Louise Lerner writes:
For the past two centuries, humans have relied on fossil fuels for concentrated energy; hundreds of millions of years of photosynthesis packed into a convenient, energy-dense substance. But that supply is finite, and fossil fuel consumption has tremendous negative impact on Earth’s climate.
“The biggest challenge many people don’t realize is that even nature has no solution for the amount of energy we use,” said University of Chicago chemist Wenbin Lin. Not even photosynthesis is that good, he said: “We will have to do better than nature, and that’s scary.”
One possible option scientists are exploring is “artificial photosynthesis“—reworking a plant’s system to make our own kinds of fuels. However, the chemical equipment in a single leaf is incredibly complex, and not so easy to turn to our own purposes.
A Nature Catalysis study from six chemists at the University of Chicago shows an innovative new system for artificial photosynthesis that is more productive than previous artificial systems by an order of magnitude. Unlike regular photosynthesis, which produces carbohydrates from carbon dioxide and water, artificial photosynthesis could produce ethanol, methane, or other fuels.
Though it has a long way to go before it can become a way for you to fuel your car every day, the method gives scientists a new direction to explore—and may be useful in the shorter term for production of other chemicals.
“This is a huge improvement on existing systems, but just as importantly, we were able to lay out a very clear understanding of how this artificial system works at the molecular level, which has not been accomplished before,” said Lin, who is the James Franck Professor of Chemistry at the University of Chicago and senior author of the study.
‘We will need something else’
“Without natural photosynthesis, we would not be here. It made the oxygen we breathe on Earth and it makes the food we eat,” said Lin. “But it will never be efficient enough to supply fuel for us to drive cars; so we will need something else.”
The trouble is that photosynthesis is built to create carbohydrates, which are great for fueling us, but not our cars, which need much more concentrated energy. So researchers looking to create alternates to fossil fuels have to re-engineer the process to create more energy-dense fuels, such as ethanol or methane.
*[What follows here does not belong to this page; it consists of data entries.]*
//! Derived stats: power level, movement, and turn order.
//!
//! Two recompute granularities: a full recompute refreshes everything
//! (stat or level changes), while the resource-only recompute refreshes
//! effective power level alone, since current resource ratios are the
//! only resource-driven input.

use crate::attributes::Attributes;
use crate::base_stats::BaseStats;
use crate::resources::Resources;
use crate::stat_key::StatKey;
use serde::{Deserialize, Serialize};

/// Read-only copy of the derived values.
#[derive(Debug, Clone, Copy, PartialEq, Serialize, Deserialize)]
pub struct DerivedSnapshot {
    pub base_pl: f64,
    pub effective_pl: f64,
    pub movement_range: f64,
    pub turn_order: f64,
}

/// Power level, movement range, and turn order.
///
/// # Examples
///
/// ```rust
/// use aurastat::DerivedStats;
/// use aurastat::{Attributes, BaseStats, Resources};
/// use aurastat::config::{ProgressionConfig, StatConfig};
///
/// let stats = BaseStats::new(&StatConfig::default());
/// let attrs = Attributes::new(&ProgressionConfig::default());
/// let resources = Resources::new(&stats, &attrs);
///
/// let mut derived = DerivedStats::default();
/// derived.recompute_full(&stats, &attrs, &resources);
///
/// // rawPL = 10*(1.8+0.5+1.5+0.3+0.4+1.0) = 55; basePL = floor(55 * 0.1)
/// assert_eq!(derived.base_pl(), 5.0);
/// // movement = floor(3 + 10/10)
/// assert_eq!(derived.movement_range(), 4.0);
/// // turn order = floor(10 + 10*0.5)
/// assert_eq!(derived.turn_order(), 15.0);
/// ```
#[derive(Debug, Clone, Copy, PartialEq, Default)]
pub struct DerivedStats {
    base_pl: f64,
    effective_pl: f64,
    movement_range: f64,
    turn_order: f64,
}

impl DerivedStats {
    /// Recompute all four values from stats, progression, and resources.
    pub fn recompute_full(&mut self, stats: &BaseStats, attrs: &Attributes, resources: &Resources) {
        let str = stats.get(StatKey::Strength);
        let vit = stats.get(StatKey::Vitality);
        let tec = stats.get(StatKey::Technique);
        let wis = stats.get(StatKey::Wisdom);
        let aura = stats.get(StatKey::Aura);
        let agi = stats.get(StatKey::Agility);

        let raw_pl = str * 1.8 + vit * 0.5 + tec * 1.5 + wis * 0.3 + aura * 0.4 + agi * 1.0;
        self.base_pl = (raw_pl * attrs.potential()).floor();
        self.movement_range = (3.0 + agi / 10.0).floor();
        self.turn_order = (agi + tec * 0.5).floor();
        self.recompute_effective(resources);
    }

    /// Recompute effective power level alone, from current resource state.
    ///
    /// Cheaper than the full recompute; used after damage, resource use,
    /// and recovery, where base PL, movement, and turn order cannot have
    /// changed.
    pub fn recompute_effective(&mut self, resources: &Resources) {
        let modifier = (0.5 + 0.5 * resources.health_pct())
            * (0.8 + 0.2 * resources.ki_pct())
            * (0.7 + 0.3 * resources.stamina_pct())
            * (1.0 - resources.fatigue() / 200.0);
        self.effective_pl = (self.base_pl * modifier).floor().max(0.0);
    }

    pub fn base_pl(&self) -> f64 {
        self.base_pl
    }

    pub fn effective_pl(&self) -> f64 {
        self.effective_pl
    }

    pub fn movement_range(&self) -> f64 {
        self.movement_range
    }

    pub fn turn_order(&self) -> f64 {
        self.turn_order
    }

    /// Read-only copy of all four values.
    pub fn snapshot(&self) -> DerivedSnapshot {
        DerivedSnapshot {
            base_pl: self.base_pl,
            effective_pl: self.effective_pl,
            movement_range: self.movement_range,
            turn_order: self.turn_order,
        }
    }
}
In nature, photosynthesis is performed by several very complex assemblies of proteins and pigments. They take in water and carbon dioxide, break the molecules apart, and rearrange the atoms to make carbohydrates—a long string of hydrogen-oxygen-carbon compounds. Scientists, however, need to rework the reactions to instead produce a different arrangement with just hydrogen surrounding a juicy carbon core—CH4, also known as methane.
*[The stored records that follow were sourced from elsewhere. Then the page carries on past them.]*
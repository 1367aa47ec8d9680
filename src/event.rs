//! Structured event sink.
//!
//! The engine has no hidden I/O: significant state transitions are
//! reported to an injectable `EventSink` (no-op by default), and low-level
//! diagnostics go through the `log` facade, which is also a no-op unless
//! the host installs a logger. Events are serializable so hosts can feed
//! them to replay logs, combat feeds, or analytics without re-deriving
//! state.

use crate::stat_key::StatKey;
use serde::{Deserialize, Serialize};

/// A significant character state transition.
///
/// # Examples
///
/// ```rust
/// use aurastat::event::StatEvent;
///
/// let event = StatEvent::LevelUp { new_level: 5 };
/// let json = serde_json::to_string(&event).unwrap();
/// assert!(json.contains("level_up"));
/// ```
#[derive(Debug, Clone, PartialEq, Serialize, Deserialize)]
#[serde(tag = "kind", rename_all = "snake_case")]
pub enum StatEvent {
    /// The character gained a level.
    LevelUp { new_level: u32 },
    /// A stat point was spent on a base stat.
    StatAllocated { key: StatKey, new_value: f64 },
    /// A skill point was spent; the skill effect lives outside the core.
    SkillPointSpent { skill_id: String },
    /// Damage was applied after resistance mitigation.
    DamageApplied {
        raw: f64,
        mitigated: f64,
        remaining_health: f64,
    },
    /// Health reached zero; the character is out of the fight.
    Defeated,
}

/// Receiver for character state transition events.
///
/// Implementations must not assume any threading model: the engine is
/// single-threaded and calls the sink synchronously from mutation entry
/// points.
pub trait EventSink {
    /// Receive one event.
    fn emit(&mut self, event: StatEvent);
}

/// Default sink that discards all events.
///
/// # Examples
///
/// ```rust
/// use aurastat::event::{EventSink, NullSink, StatEvent};
///
/// let mut sink = NullSink;
/// sink.emit(StatEvent::Defeated); // goes nowhere
/// ```
#[derive(Debug, Clone, Copy, Default)]
pub struct NullSink;

impl EventSink for NullSink {
    fn emit(&mut self, _event: StatEvent) {}
}

/// Sink that forwards events to the `log` facade at info level.
#[derive(Debug, Clone, Copy, Default)]
pub struct LogSink;

impl EventSink for LogSink {
    fn emit(&mut self, event: StatEvent) {
        log::info!("character event: {event:?}");
    }
}

/// Sink that records events in memory, mainly for tests and replays.
///
/// # Examples
///
/// ```rust
/// use aurastat::event::{EventSink, RecordingSink, StatEvent};
///
/// let mut sink = RecordingSink::default();
/// sink.emit(StatEvent::LevelUp { new_level: 2 });
/// assert_eq!(sink.events().len(), 1);
/// ```
#[derive(Debug, Clone, Default)]
pub struct RecordingSink {
    events: Vec<StatEvent>,
}

impl RecordingSink {
    /// All events received so far, in order.
    pub fn events(&self) -> &[StatEvent] {
        &self.events
    }
}

impl EventSink for RecordingSink {
    fn emit(&mut self, event: StatEvent) {
        self.events.push(event);
    }
}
This re-engineering is much trickier than it sounds; people have been tinkering with it for decades, trying to get closer to the efficiency of nature.
Even with the significantly improved performance, however, artificial photosynthesis has a long way to go before it can produce enough fuel to be relevant for widespread use. “Where we are now, it would need to scale up by many orders of magnitude to make an sufficient amount of methane for our consumption,” Lin said.Complete article at Phys.org.
Perhaps the reason that “the efficiency of nature” is so far beyond our ability to duplicate is that living systems are unnatural, in the sense that they were not made by natural processes.